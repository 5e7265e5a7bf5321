//! Edge domain model
//!
//! An edge links a set of source nodes to a set of target nodes. A plain
//! dependency has one of each; a hyperedge has several on either side.
//!
//! Graph files from older editors carry a scalar `source_id`/`target_id`
//! plus optional `source_ids`/`target_ids` lists. Both shapes are accepted on
//! read and collapsed into one endpoint set per side:
//!
//! Old format: `{"source_id": "a", "target_id": "c", "source_ids": ["a", "b"]}`
//! New format: `{"sources": ["a", "b"], "targets": ["c"]}`

use std::collections::BTreeSet;

use serde::{Deserialize, Serialize};
use serde_json::{Map, Value};

/// A graph edge
#[derive(Debug, Clone, PartialEq, Serialize, Deserialize)]
#[serde(from = "RawEdge")]
pub struct Edge {
    /// Unique identifier within the graph
    pub id: String,

    /// Source endpoint ids (prerequisites)
    pub sources: BTreeSet<String>,

    /// Target endpoint ids (dependents)
    pub targets: BTreeSet<String>,

    /// Optional label
    #[serde(default, skip_serializing_if = "String::is_empty")]
    pub text: String,

    #[serde(default, skip_serializing_if = "Map::is_empty")]
    pub metadata: Map<String, Value>,

    /// Attributes this crate does not interpret
    #[serde(flatten)]
    pub extra: Map<String, Value>,
}

impl Edge {
    /// Creates an edge between two endpoint sets
    pub fn new<S, T>(id: impl Into<String>, sources: S, targets: T) -> Self
    where
        S: IntoIterator,
        S::Item: Into<String>,
        T: IntoIterator,
        T::Item: Into<String>,
    {
        Self {
            id: id.into(),
            sources: collect_ids(sources),
            targets: collect_ids(targets),
            text: String::new(),
            metadata: Map::new(),
            extra: Map::new(),
        }
    }

    /// Creates a plain one-to-one edge
    pub fn direct(id: impl Into<String>, source: &str, target: &str) -> Self {
        Self::new(id, [source], [target])
    }

    /// Returns true if the edge has exactly one source and one target
    pub fn is_direct(&self) -> bool {
        self.sources.len() == 1 && self.targets.len() == 1
    }

    /// Every (source, target) pair of the cross product, self-pairs excluded
    pub fn pairs(&self) -> impl Iterator<Item = (&str, &str)> {
        self.sources.iter().flat_map(move |source| {
            self.targets
                .iter()
                .filter(move |target| *target != source)
                .map(move |target| (source.as_str(), target.as_str()))
        })
    }

    /// Removes the id from both sides; returns true if anything changed
    pub fn remove_endpoint(&mut self, node_id: &str) -> bool {
        let from_sources = self.sources.remove(node_id);
        let from_targets = self.targets.remove(node_id);
        from_sources || from_targets
    }

    /// Returns true if either side is empty
    pub fn is_dangling(&self) -> bool {
        self.sources.is_empty() || self.targets.is_empty()
    }
}

fn collect_ids<I>(ids: I) -> BTreeSet<String>
where
    I: IntoIterator,
    I::Item: Into<String>,
{
    ids.into_iter()
        .map(Into::into)
        .filter(|id: &String| !id.is_empty())
        .collect()
}

/// Wire shape accepting both edge formats
#[derive(Deserialize)]
struct RawEdge {
    id: String,

    #[serde(default)]
    sources: Option<Value>,

    #[serde(default)]
    targets: Option<Value>,

    #[serde(default)]
    source_id: Option<Value>,

    #[serde(default)]
    target_id: Option<Value>,

    #[serde(default)]
    source_ids: Option<Value>,

    #[serde(default)]
    target_ids: Option<Value>,

    #[serde(default)]
    text: Option<Value>,

    #[serde(default)]
    metadata: Option<Value>,

    #[serde(flatten)]
    extra: Map<String, Value>,
}

/// Collects one side's ids: the scalar if it is a string, plus the string
/// entries of each list. Lists given as anything but an array are ignored.
fn endpoint_ids(scalar: Option<Value>, lists: [Option<Value>; 2]) -> BTreeSet<String> {
    let mut ids = BTreeSet::new();
    if let Some(Value::String(id)) = scalar {
        ids.insert(id);
    }
    for list in lists {
        if let Some(Value::Array(items)) = list {
            ids.extend(items.into_iter().filter_map(|item| match item {
                Value::String(id) => Some(id),
                _ => None,
            }));
        }
    }
    ids.retain(|id| !id.is_empty());
    ids
}

impl From<RawEdge> for Edge {
    fn from(raw: RawEdge) -> Self {
        let text = match raw.text {
            Some(Value::String(s)) => s,
            Some(Value::Null) | None => String::new(),
            Some(other) => other.to_string(),
        };
        let metadata = match raw.metadata {
            Some(Value::Object(map)) => map,
            _ => Map::new(),
        };

        Self {
            id: raw.id,
            sources: endpoint_ids(raw.source_id, [raw.sources, raw.source_ids]),
            targets: endpoint_ids(raw.target_id, [raw.targets, raw.target_ids]),
            text,
            metadata,
            extra: raw.extra,
        }
    }
}

#[cfg(test)]
mod tests {
    use super::*;
    use serde_json::json;

    fn ids(items: &[&str]) -> BTreeSet<String> {
        items.iter().map(|s| s.to_string()).collect()
    }

    #[test]
    fn legacy_simple_edge() {
        let edge: Edge = serde_json::from_value(json!({
            "id": "e1",
            "source_id": "a",
            "target_id": "b"
        }))
        .unwrap();

        assert_eq!(edge.sources, ids(&["a"]));
        assert_eq!(edge.targets, ids(&["b"]));
        assert!(edge.is_direct());
    }

    #[test]
    fn legacy_hyperedge_unions_scalar_and_list() {
        let edge: Edge = serde_json::from_value(json!({
            "id": "e1",
            "source_id": "a",
            "target_id": "c",
            "source_ids": ["b", 7, null, "a"],
            "target_ids": ["d"]
        }))
        .unwrap();

        assert_eq!(edge.sources, ids(&["a", "b"]));
        assert_eq!(edge.targets, ids(&["c", "d"]));
        assert!(!edge.is_direct());
    }

    #[test]
    fn non_list_id_fields_ignored() {
        let edge: Edge = serde_json::from_value(json!({
            "id": "e1",
            "source_id": ["a"],
            "target_id": "c",
            "source_ids": ["b"],
            "target_ids": "d",
            "targets": "e"
        }))
        .unwrap();

        assert_eq!(edge.sources, ids(&["b"]));
        assert_eq!(edge.targets, ids(&["c"]));
    }

    #[test]
    fn empty_scalar_ignored() {
        let edge: Edge = serde_json::from_value(json!({
            "id": "e1",
            "source_id": "",
            "target_id": "c",
            "source_ids": ["a", "b"]
        }))
        .unwrap();

        assert_eq!(edge.sources, ids(&["a", "b"]));
    }

    #[test]
    fn normalized_format_round_trip() {
        let input = json!({
            "id": "e1",
            "sources": ["a", "b"],
            "targets": ["c"],
            "text": "feeds",
            "metadata": {"weight": 2},
            "style": "dashed"
        });
        let edge: Edge = serde_json::from_value(input.clone()).unwrap();
        assert_eq!(edge.extra.get("style"), Some(&json!("dashed")));

        let output = serde_json::to_value(&edge).unwrap();
        assert_eq!(output, input);
    }

    #[test]
    fn legacy_fields_not_written_back() {
        let edge: Edge = serde_json::from_value(json!({
            "id": "e1",
            "source_id": "a",
            "target_id": "b",
            "source_ids": ["a"],
            "target_ids": ["b"]
        }))
        .unwrap();

        let output = serde_json::to_value(&edge).unwrap();
        assert_eq!(
            output,
            json!({"id": "e1", "sources": ["a"], "targets": ["b"]})
        );
    }

    #[test]
    fn pairs_skip_self() {
        let edge = Edge::new("e1", ["a", "b"], ["b", "c"]);
        let pairs: Vec<_> = edge.pairs().collect();
        assert_eq!(pairs, vec![("a", "b"), ("a", "c"), ("b", "c")]);
    }

    #[test]
    fn self_loop_has_no_pairs() {
        let edge = Edge::direct("e1", "x", "x");
        assert_eq!(edge.pairs().count(), 0);
    }

    #[test]
    fn remove_endpoint() {
        let mut edge = Edge::new("e1", ["a", "b"], ["c"]);
        assert!(edge.remove_endpoint("a"));
        assert!(!edge.is_dangling());
        assert!(!edge.remove_endpoint("zzz"));
        assert!(edge.remove_endpoint("c"));
        assert!(edge.is_dangling());
    }
}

§ **AIM OF THE EXERCISE**
Word for word, reproduce the listing from its first line through the line that has "pub struct Edge" in it, and go no further.

§ **ANSWER TO THE EXERCISE**
repository 5e7265e5a7bf5321
//! Edge domain model
//!
//! An edge links a set of source nodes to a set of target nodes. A plain
//! dependency has one of each; a hyperedge has several on either side.
//!
//! Graph files from older editors carry a scalar `source_id`/`target_id`
//! plus optional `source_ids`/`target_ids` lists. Both shapes are accepted on
//! read and collapsed into one endpoint set per side:
//!
//! Old format: `{"source_id": "a", "target_id": "c", "source_ids": ["a", "b"]}`
//! New format: `{"sources": ["a", "b"], "targets": ["c"]}`

use std::collections::BTreeSet;

use serde::{Deserialize, Serialize};
use serde_json::{Map, Value};

/// A graph edge
#[derive(Debug, Clone, PartialEq, Serialize, Deserialize)]
#[serde(from = "RawEdge")]
pub struct Edge {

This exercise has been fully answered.